Exílio Tecnológico

Analisando o cotidiano, é possível afirmar a dependência tecnológica dos jovens.

Destacarei alguns excessos do uso da tecnologia que trazem malefícios tanto para a pessoa humana em questão quanto para a vida à sua volta.

Em casos ditos “normais” por pesquisadores do ramo, os jovens entre doze e dezessete anos são os mais afetados pela necessidade-psicológica-tecnológica. Digo necessidade psicológica por ser algo imposto como preciso por seu encéfalo altamente desenvolvido, o que faz o adolescente pensar que deve manter contato com tal tecnologia ao menos uma vez por dia, porém é uma necessidade irreal, criada pelos costumes trabalhados ao longo de certo período.

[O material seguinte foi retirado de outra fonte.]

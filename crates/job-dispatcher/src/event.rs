use chrono::{DateTime, Utc};
use runner_core::{JobId, JobStatus};
use std::fmt;

/// One applied status change. `from` is `None` when the job was created.
#[derive(Debug, Clone, PartialEq, Eq)]
pub struct StatusEvent {
    pub job_id: JobId,
    pub runner: String,
    pub from: Option<JobStatus>,
    pub to: JobStatus,
    pub at: DateTime<Utc>,
}

impl fmt::Display for StatusEvent {
    fn fmt(&self, f: &mut fmt::Formatter<'_>) -> fmt::Result {
        match self.from {
            Some(from) => write!(f, "{} [{}] {} -> {}", self.job_id, self.runner, from, self.to),
            None => write!(f, "{} [{}] created as {}", self.job_id, self.runner, self.to),
        }
    }
}
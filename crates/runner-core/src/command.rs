use serde::{Deserialize, Serialize};
use std::collections::BTreeMap;
use std::fmt;
use std::path::{Path, PathBuf};

/// A fully resolved program invocation.
///
/// Built once by the configuration layer and never mutated afterwards; the
/// `with_*` builders consume the value and hand back a new one.
#[derive(Debug, Clone, Serialize, Deserialize, PartialEq, Eq)]
pub struct Command {
    args: Vec<String>,
    cwd: PathBuf,
    #[serde(default)]
    env: BTreeMap<String, String>,
}

impl Command {
    pub fn new<I, S>(args: I) -> Self
    where
        I: IntoIterator<Item = S>,
        S: Into<String>,
    {
        Self {
            args: args.into_iter().map(Into::into).collect(),
            cwd: PathBuf::from("."),
            env: BTreeMap::new(),
        }
    }

    pub fn with_cwd(mut self, cwd: impl Into<PathBuf>) -> Self {
        self.cwd = cwd.into();
        self
    }

    pub fn with_env(mut self, key: impl Into<String>, value: impl Into<String>) -> Self {
        self.env.insert(key.into(), value.into());
        self
    }

    pub fn with_envs<I, K, V>(mut self, vars: I) -> Self
    where
        I: IntoIterator<Item = (K, V)>,
        K: Into<String>,
        V: Into<String>,
    {
        self.env
            .extend(vars.into_iter().map(|(k, v)| (k.into(), v.into())));
        self
    }

    pub fn args(&self) -> &[String] {
        &self.args
    }

    pub fn program(&self) -> Option<&str> {
        self.args.first().map(String::as_str)
    }

    pub fn cwd(&self) -> &Path {
        &self.cwd
    }

    pub fn env(&self) -> &BTreeMap<String, String> {
        &self.env
    }

    /// Reject shapes no backend could ever run.
    pub fn validate(&self) -> Result<(), String> {
        match self.program() {
            None => Err("command has no arguments".to_string()),
            Some(p) if p.trim().is_empty() => Err("command has an empty program name".to_string()),
            Some(_) => Ok(()),
        }
    }

    /// The argv quoted for a POSIX shell, e.g. for submission scripts.
    pub fn shell_line(&self) -> String {
        self.args
            .iter()
            .map(|a| shell_escape(a))
            .collect::<Vec<_>>()
            .join(" ")
    }
}

impl fmt::Display for Command {
    fn fmt(&self, f: &mut fmt::Formatter<'_>) -> fmt::Result {
        write!(f, "{}", self.shell_line())
    }
}

/// Shell-escape a string for safe use in generated scripts.
pub fn shell_escape(s: &str) -> String {
    format!("'{}'", s.replace('\'', "'\\''"))
}
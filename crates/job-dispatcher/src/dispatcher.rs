use crate::error::DispatchError;
use crate::event::StatusEvent;
use futures::future::join_all;
use runner_core::{
    BackoffCounter, Command, DispatcherSettings, Job, JobId, JobStatus, Runner, RunnerError,
    RunnerHandle, RunnerKind, Submission,
};
use std::collections::{HashMap, HashSet, VecDeque};
use std::future::Future;
use std::io::ErrorKind;
use std::sync::Arc;
use std::time::Duration;
use tokio::sync::mpsc::{self, UnboundedReceiver, UnboundedSender};
use tokio::time::MissedTickBehavior;
use tracing::{debug, info, warn};

struct RunnerSlot {
    runner: Arc<dyn Runner>,
    limit: usize,
    submit_backoff: BackoffCounter,
    check_backoff: BackoffCounter,
}

/// Snapshot of a registered runner.
#[derive(Debug, Clone, PartialEq, Eq)]
pub struct RunnerInfo {
    pub name: String,
    pub kind: RunnerKind,
    pub limit: usize,
    pub active: usize,
}

/// Cloneable sender of cancellation requests, usable from other tasks.
#[derive(Clone)]
pub struct CancelHandle {
    tx: UnboundedSender<JobId>,
}

impl CancelHandle {
    /// Queue a cancellation for the next cycle. Returns false once the
    /// dispatcher has been dropped.
    pub fn request(&self, id: JobId) -> bool {
        self.tx.send(id).is_ok()
    }
}

/// Jobs bound for one runner in a single batch call. `ids[i]` owns `items[i]`.
struct Batch<T> {
    slot: usize,
    runner: Arc<dyn Runner>,
    ids: Vec<JobId>,
    items: Vec<T>,
}

/// Owns every job from submission to a terminal state.
///
/// All mutation happens through `&mut self`, from the task driving
/// [`Dispatcher::run`] or [`Dispatcher::run_cycle`]. Within a cycle each
/// runner receives at most one call per step and calls to distinct runners
/// run concurrently.
pub struct Dispatcher {
    settings: DispatcherSettings,
    jobs: HashMap<JobId, Job>,
    pending: VecDeque<JobId>,
    runners: Vec<RunnerSlot>,
    cancel_tx: UnboundedSender<JobId>,
    cancel_rx: UnboundedReceiver<JobId>,
    /// Cancellations waiting for an accepted job to reach the backend queue.
    deferred_cancels: Vec<JobId>,
    events: UnboundedSender<StatusEvent>,
}
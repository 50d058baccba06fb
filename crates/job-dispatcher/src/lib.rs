//! Dispatcher: admits jobs to runners, polls their status in batches, and
//! turns cancellation requests into runner calls.

pub mod dispatcher;
pub mod error;
pub mod event;
pub mod health;

pub use dispatcher::{CancelHandle, Dispatcher, RunnerInfo};
pub use error::DispatchError;
pub use event::StatusEvent;
pub use health::{check_all, HealthCheck, HealthReport, HealthState};
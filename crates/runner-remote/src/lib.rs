mod remote_runner;

pub use remote_runner::{parse_remote_status, DelegatingRunner};
use runner_core::{JobId, JobStatus};
use thiserror::Error;

#[derive(Error, Debug)]
pub enum DispatchError {
    #[error("Invalid command: {0}")]
    InvalidCommand(String),

    #[error("Runner not found: {0}")]
    UnknownRunner(String),

    #[error("Job not found: {0}")]
    JobNotFound(JobId),

    #[error("Job {id} is still {status}")]
    NotTerminal { id: JobId, status: JobStatus },

    #[error("IO error: {0}")]
    Io(#[from] std::io::Error),
}
//! Retry and backoff helpers shared by runners and the dispatcher.

use crate::error::RunnerError;
use serde::{Deserialize, Serialize};
use std::future::Future;
use std::time::Duration;
use tracing::debug;

/// Bounded exponential retry for transient backend errors.
#[derive(Debug, Clone, Copy, Serialize, Deserialize, PartialEq, Eq)]
pub struct RetryPolicy {
    #[serde(default = "default_max_attempts")]
    pub max_attempts: u32,
    #[serde(default = "default_initial_delay_ms")]
    pub initial_delay_ms: u64,
    #[serde(default = "default_max_delay_ms")]
    pub max_delay_ms: u64,
}

fn default_max_attempts() -> u32 {
    3
}

fn default_initial_delay_ms() -> u64 {
    200
}

fn default_max_delay_ms() -> u64 {
    5_000
}

impl Default for RetryPolicy {
    fn default() -> Self {
        Self {
            max_attempts: default_max_attempts(),
            initial_delay_ms: default_initial_delay_ms(),
            max_delay_ms: default_max_delay_ms(),
        }
    }
}

impl RetryPolicy {
    pub fn none() -> Self {
        Self {
            max_attempts: 1,
            ..Self::default()
        }
    }

    /// Delay before the retry following failed attempt number `attempt` (1-based).
    pub fn delay_for(&self, attempt: u32) -> Duration {
        let factor = 1u64 << attempt.saturating_sub(1).min(16);
        Duration::from_millis(
            self.initial_delay_ms
                .saturating_mul(factor)
                .min(self.max_delay_ms),
        )
    }
}

/// Run `op` until it succeeds, fails permanently, or the policy is exhausted.
/// The last error is returned when every attempt failed.
pub async fn retry<T, F, Fut>(policy: &RetryPolicy, what: &str, mut op: F) -> Result<T, RunnerError>
where
    F: FnMut() -> Fut,
    Fut: Future<Output = Result<T, RunnerError>>,
{
    let attempts = policy.max_attempts.max(1);
    let mut attempt = 1;
    loop {
        match op().await {
            Ok(v) => return Ok(v),
            Err(e) if e.is_transient() && attempt < attempts => {
                let delay = policy.delay_for(attempt);
                debug!("{} failed (attempt {}/{}): {}; retrying in {:?}", what, attempt, attempts, e, delay);
                tokio::time::sleep(delay).await;
                attempt += 1;
            }
            Err(e) => return Err(e),
        }
    }
}

/// Tracks consecutive failures of a repeated operation.
///
/// After the n-th failure in a row the operation is skipped for `2^n - 1`
/// rounds (at most `max_skip`). A success resets the counter.
#[derive(Debug, Clone)]
pub struct BackoffCounter {
    failures: u32,
    skip_remaining: u64,
    max_tries: u32,
    max_skip: u64,
}

impl BackoffCounter {
    pub fn new(max_tries: u32) -> Self {
        Self {
            failures: 0,
            skip_remaining: 0,
            max_tries,
            max_skip: 64,
        }
    }

    /// Returns true when this round should run the operation.
    pub fn ready(&mut self) -> bool {
        if self.skip_remaining > 0 {
            self.skip_remaining -= 1;
            false
        } else {
            true
        }
    }

    pub fn failure(&mut self) {
        self.failures = self.failures.saturating_add(1);
        let skip = (1u64 << self.failures.min(32)) - 1;
        self.skip_remaining = skip.min(self.max_skip);
    }

    pub fn success(&mut self) {
        self.failures = 0;
        self.skip_remaining = 0;
    }

    pub fn failures(&self) -> u32 {
        self.failures
    }

    /// Whether the failure limit has been reached.
    pub fn give_up(&self) -> bool {
        self.failures >= self.max_tries
    }
}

Também há casos extremos em que, tanto adolescentes quanto adultos, passam a exilar-se do cotidiano, mantendo seu físico e psicológico centrados em uma máquina, tal como um computador pessoal. Esse tipo de doença, em seu contexto geral, gera imaturidade autônoma, o que seria brevemente descrito como o ato de não ter autonomia.
Mas em que a falta de autonomia resulta na vida desse jovem? Pois bem… imagina agora uma dependência tão grande de tecnologia na vida dese indivíduo que o faz desacreditar que simples tarefas como acordar cedo para ir ao colégio, organizar-se para o dia seguinte ou então varrer um cômodo de sua casa sejam necessárias não só para a sua responsabilidade moral como também para a sua saúde. Isso não serial legal, não é mesmo?

Pode-se facilmente concluir que o excesso tecnológico, além de criar uma espécie de habitat individual, também causa afastamento familiar e problemas de saúde.

“Não há problema sem solução”
Pois saibam que este caso não é uma exceção.